I play my own role in this stereotypical Hawaiian vacation scene: a sunburned desk jockey picking my way to the water’s edge with a battered rental surfboard under my arm. After spending a winter attempting to not drown under mountains of freezing grey seawater near Seattle, it almost feels wrong to step into this clear, glittering, bath-warm ocean. I feel naked without seven millimetres of neoprene to shield me. I wade out a little way, clamber onto the board and begin pulling at the water. Knobbles of coral slide beneath me, jet black flashes of urchins waggling their spines and fantasizing about impaling an appendage.

The resort sits atop a shallow point looking directly at the waves. As I near the break, a crescent of reef beyond the end of the point, there are more midwesterners spilling out of their adirondack chairs less than 30 meters away. If I pay attention I can hear the clinks of their mai tai glasses, but I’m fixated on the figures scratching over the sets up ahead, silhouetted against the early afternoon sunshine.

The waves are breaking at the tip of the reef. It’s possible for two surfers to split one wave between them, provided that one takes the longer, speedier right-hander and the other takes on the shorter, shallower and more powerful left-hander. The waves are about head-high, which isn’t particularly large or scary (especially by Hawaiian standards) but they do have enough power to keep the learners away and create some reasonably memorable rides.

A crew of locals are dominating the lineup: five gigantic men and one slender woman, who sits at the head of the pack. Her black hair is tied back into a pragmatic bun, and a large tribal tattoo snakes down her left leg. She is the best surfer out here, possibly one of the best surfers I’ve ever seen. She rides waves with an effortlessly smooth power, with none of the gimmicky snaps or airs popular among pros or Aussie teenagers. She pops to her feet, drops down the face and leans into her bottom turn with a drop-kneed grace, aims her board up at the crest and then, with sudden violence, blows half of the wave back out to sea with a powerful top turn. She takes the best wave of every set with a self-confidence that demands fealty. The crowd parts before her, and then she blows our minds all the way down the reef — left, right, she doesn’t seem to have a preference — before paddling back to the top of the pack, bantering with her companions (they might be siblings, cousins, uncles or just friends) in Hawaiian pidgin.
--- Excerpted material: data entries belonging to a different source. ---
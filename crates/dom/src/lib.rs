//! Arena-backed live document tree.
//!
//! Nodes are owned by a [`Document`] and addressed by [`NodeId`]. The tree
//! hanging from [`Document::root`] is the connected document; any number of
//! detached trees can live in the same arena (parsed content, holding areas).

mod control;
mod document;
mod error;
mod loads;
mod node;
mod serialize;

pub use control::{ControlState, SelectionRange};
pub use document::{Children, Descendants, Document};
pub use error::DomError;
pub use loads::LoadSignal;
pub use node::{ElementData, NodeCategory, NodeData, NodeId, is_void_element};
Her companions may as well be riding toothpicks: tiny shortboards curved like talons to handle steep drops in serious waves. They struggle to float under their riders’ enormous bodies. When sitting up on them between waves, several of the men sink up to their nipples. But even they surf with a kind of lumbering grace, standing tall and styling down the line, and effortlessly floating through tricky sections.  

I grew up in a smallish town about three hours’ drive from the New South Wales coast, which meant that I did my surfing whenever my family took a weekend break or a summer holiday to the coast. A perennial outsider with no “home” break, I always sat at the bottom of the food chain in Australia’s heavily patriarchal surf culture. With no local clout and no exceptional talent to set me apart from the pack, I learned to be a groveller. While everyone fought over bigger sets, I sought the inside sandbanks where small-but-shapely waves might be hiding. I watched other surfers to learn who was likely to fall or miss their wave, and positioned myself to pounce on the scraps. A successful groveller is invisible, an alien face getting his fix without getting in the way.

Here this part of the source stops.